La situation stratégique est donc excellente, et nous ne pouvons compter sur des conditions meilleures pour notre offensive, c’est pourquoi j’ai décidé de passer à l’attaque. Le maréchal French m’a assuré que je pouvais compter sur une coopération énergique. Un point d’interrogation néanmoins se pose au sujet de l’action de l’armée anglaise. Son chef d’État-major a eu à Melun une entrevue avec le gouverneur de Paris, cependant que le sous-chef d’État-major voyait, à Bray, le commandant de la 5e armée. Les conclusions de ces entrevues me paraissent quelque peu divergentes, mais j’ai adopté des dispositions capables de s’accommoder de l’une ou l’autre des solutions prises.

Quoi qu’il en soit, la lutte qui va s’engager peut avoir des résultats décisifs, mais peut avoir aussi pour le pays, en cas d’échec, les conséquences les plus graves. Je suis décidé à engager toutes nos troupes à fond et sans réserve pour concourir à la victoire. Il est essentiel que l’armée anglaise fasse de même, et je compte que vous voudrez bien attirer, par la voie diplomatique, l’attention du maréchal sur l’importance d’une offensive sans arrière-pensée…

Ainsi Joffre s’engageait ; ainsi sa volonté entraînait tout. S’il eût perdu la bataille, un tel document eût servi à l’accabler. Or, il n’a pas hésité à l’écrire. N’est-ce pas un titre unique à la reconnaissance du pays et à l’admiration de la postérité ?

Quelle que soit la partie du front que l’on envisage, on voit Joffre agir de même. Partout il suscite les courages, mais en même temps, il les contient. Car il entend que toutes les armées marchent ensemble au combat décisif à l’heure que lui-même aura déterminée.

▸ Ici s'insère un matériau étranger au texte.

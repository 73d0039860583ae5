//! Structured lifecycle events for pipeline batches.

use tracing::{info, warn};
use uuid::Uuid;

use crate::state::EntityState;

/// Emit event: a batch started over `entities` entity files.
pub fn emit_batch_started(run_id: &Uuid, entities: usize) {
    info!(event = "batch.started", run_id = %run_id, entities = entities);
}

/// Emit event: one entity reached its terminal state.
pub fn emit_entity_classified(entity_id: &str, state: &EntityState) {
    match state {
        EntityState::Failed { reason } => warn!(
            event = "entity.classified",
            entity = %entity_id,
            state = state.name(),
            reason = %reason,
        ),
        _ => info!(
            event = "entity.classified",
            entity = %entity_id,
            state = state.name(),
        ),
    }
}

/// Emit event: a batch finished.
pub fn emit_batch_finished(run_id: &Uuid, succeeded: usize, failed: usize, empty: usize) {
    info!(
        event = "batch.finished",
        run_id = %run_id,
        succeeded = succeeded,
        failed = failed,
        empty = empty,
    );
}
//! Pipeline settings file.
//!
//! The settings file is a JSON object. Unknown keys are ignored so the same
//! file can carry configuration for the external stages.

use std::path::{Path, PathBuf};

use serde::{Deserialize, Serialize};

use crate::error::{PipelineError, Result};

fn default_apk_folder() -> PathBuf {
    PathBuf::from("APKs")
}

fn default_output_base() -> PathBuf {
    PathBuf::from("outputs")
}

fn default_entity_extension() -> String {
    "apk".to_string()
}

/// Pipeline configuration, loaded once and passed to the orchestrator.
#[derive(Debug, Clone, PartialEq, Serialize, Deserialize)]
pub struct Settings {
    /// Working directory holding the entity files.
    #[serde(default = "default_apk_folder")]
    pub apk_folder: PathBuf,

    /// Root directory the processing stage writes into.
    #[serde(default = "default_output_base")]
    pub output_base: PathBuf,

    /// Extension (without dot) of entity files picked up in batch mode.
    #[serde(default = "default_entity_extension")]
    pub entity_extension: String,

    /// Processing command; first element is the executable.
    #[serde(default)]
    pub processing_command: Vec<String>,

    /// Summarization command; first element is the executable.
    #[serde(default)]
    pub summarization_command: Vec<String>,

    /// Per-stage timeout in seconds (0 = none).
    #[serde(default)]
    pub stage_timeout_secs: u64,
}

impl Default for Settings {
    fn default() -> Self {
        Self {
            apk_folder: default_apk_folder(),
            output_base: default_output_base(),
            entity_extension: default_entity_extension(),
            processing_command: Vec::new(),
            summarization_command: Vec::new(),
            stage_timeout_secs: 0,
        }
    }
}

impl Settings {
    /// Load settings from a JSON file.
    pub fn load(path: &Path) -> Result<Self> {
        let raw = std::fs::read_to_string(path).map_err(|source| PipelineError::SettingsRead {
            path: path.to_path_buf(),
            source,
        })?;
        serde_json::from_str(&raw).map_err(|source| PipelineError::SettingsParse {
            path: path.to_path_buf(),
            source,
        })
    }

    /// Check that both stage commands are present.
    pub fn validate(&self) -> Result<()> {
        if self.processing_command.is_empty() {
            return Err(PipelineError::InvalidSettings(
                "processing_command is empty".to_string(),
            ));
        }
        if self.summarization_command.is_empty() {
            return Err(PipelineError::InvalidSettings(
                "summarization_command is empty".to_string(),
            ));
        }
        if self.entity_extension.is_empty() {
            return Err(PipelineError::InvalidSettings(
                "entity_extension is empty".to_string(),
            ));
        }
        Ok(())
    }

    /// Path of the entity file for `entity_id`.
    pub fn entity_path(&self, entity_id: &str) -> PathBuf {
        self.apk_folder
            .join(format!("{entity_id}.{}", self.entity_extension))
    }

    pub fn with_apk_folder(mut self, dir: impl Into<PathBuf>) -> Self {
        self.apk_folder = dir.into();
        self
    }

    pub fn with_output_base(mut self, dir: impl Into<PathBuf>) -> Self {
        self.output_base = dir.into();
        self
    }

    pub fn with_processing_command(mut self, command: Vec<String>) -> Self {
        self.processing_command = command;
        self
    }

    pub fn with_summarization_command(mut self, command: Vec<String>) -> Self {
        self.summarization_command = command;
        self
    }
}

#[cfg(test)]
mod tests {
    use super::*;

    #[test]
    fn test_defaults_apply_to_missing_keys() {
        let settings: Settings = serde_json::from_str(r#"{"llm_model": "gpt-4o"}"#).unwrap();
        assert_eq!(settings.apk_folder, PathBuf::from("APKs"));
        assert_eq!(settings.output_base, PathBuf::from("outputs"));
        assert_eq!(settings.entity_extension, "apk");
        assert_eq!(settings.stage_timeout_secs, 0);
        assert_eq!(settings, Settings::default());
    }

    #[test]
    fn test_load_from_file() {
        let dir = tempfile::tempdir().unwrap();
        let path = dir.path().join("settings.json");
        std::fs::write(
            &path,
            r#"{
                "apk_folder": "bench/APKs",
                "output_base": "bench/out",
                "processing_command": ["python", "parse.py", "{entity_path}"],
                "summarization_command": ["python", "summarize.py", "{entity_id}"],
                "stage_timeout_secs": 600
            }"#,
        )
        .unwrap();

        let settings = Settings::load(&path).unwrap();
        assert_eq!(settings.apk_folder, PathBuf::from("bench/APKs"));
        assert_eq!(settings.processing_command[2], "{entity_path}");
        assert_eq!(settings.stage_timeout_secs, 600);
        settings.validate().unwrap();
    }

    #[test]
    fn test_load_missing_file() {
        let err = Settings::load(Path::new("/nonexistent/settings.json")).unwrap_err();
        assert!(matches!(err, PipelineError::SettingsRead { .. }));
    }

    #[test]
    fn test_load_malformed_file() {
        let dir = tempfile::tempdir().unwrap();
        let path = dir.path().join("settings.json");
        std::fs::write(&path, "{ not json").unwrap();

        let err = Settings::load(&path).unwrap_err();
        assert!(matches!(err, PipelineError::SettingsParse { .. }));
    }

    #[test]
    fn test_validate_rejects_missing_commands() {
        let err = Settings::default().validate().unwrap_err();
        assert!(err.to_string().contains("processing_command"));

        let err = Settings::default()
            .with_processing_command(vec!["true".to_string()])
            .validate()
            .unwrap_err();
        assert!(err.to_string().contains("summarization_command"));
    }

    #[test]
    fn test_entity_path() {
        let settings = Settings::default().with_apk_folder("bench");
        assert_eq!(settings.entity_path("Button1"), PathBuf::from("bench/Button1.apk"));
    }
}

Il écrit au général Foch, le 27 août, 14 heures :

Découvrir complètement la gauche du général Lanrezac au moment où il va contre-attaquer, le mettrait dans une situation critique. D’autre part, nous avons deux divisions de réserve à Berthenicourt et à Bapaume et tout le corps de cavalerie en attente sur la gauche même de l’armée anglaise, enfin des forces nouvelles débarquées dans la région de Chaulnes. La situation n’est donc nullement critique pour elle.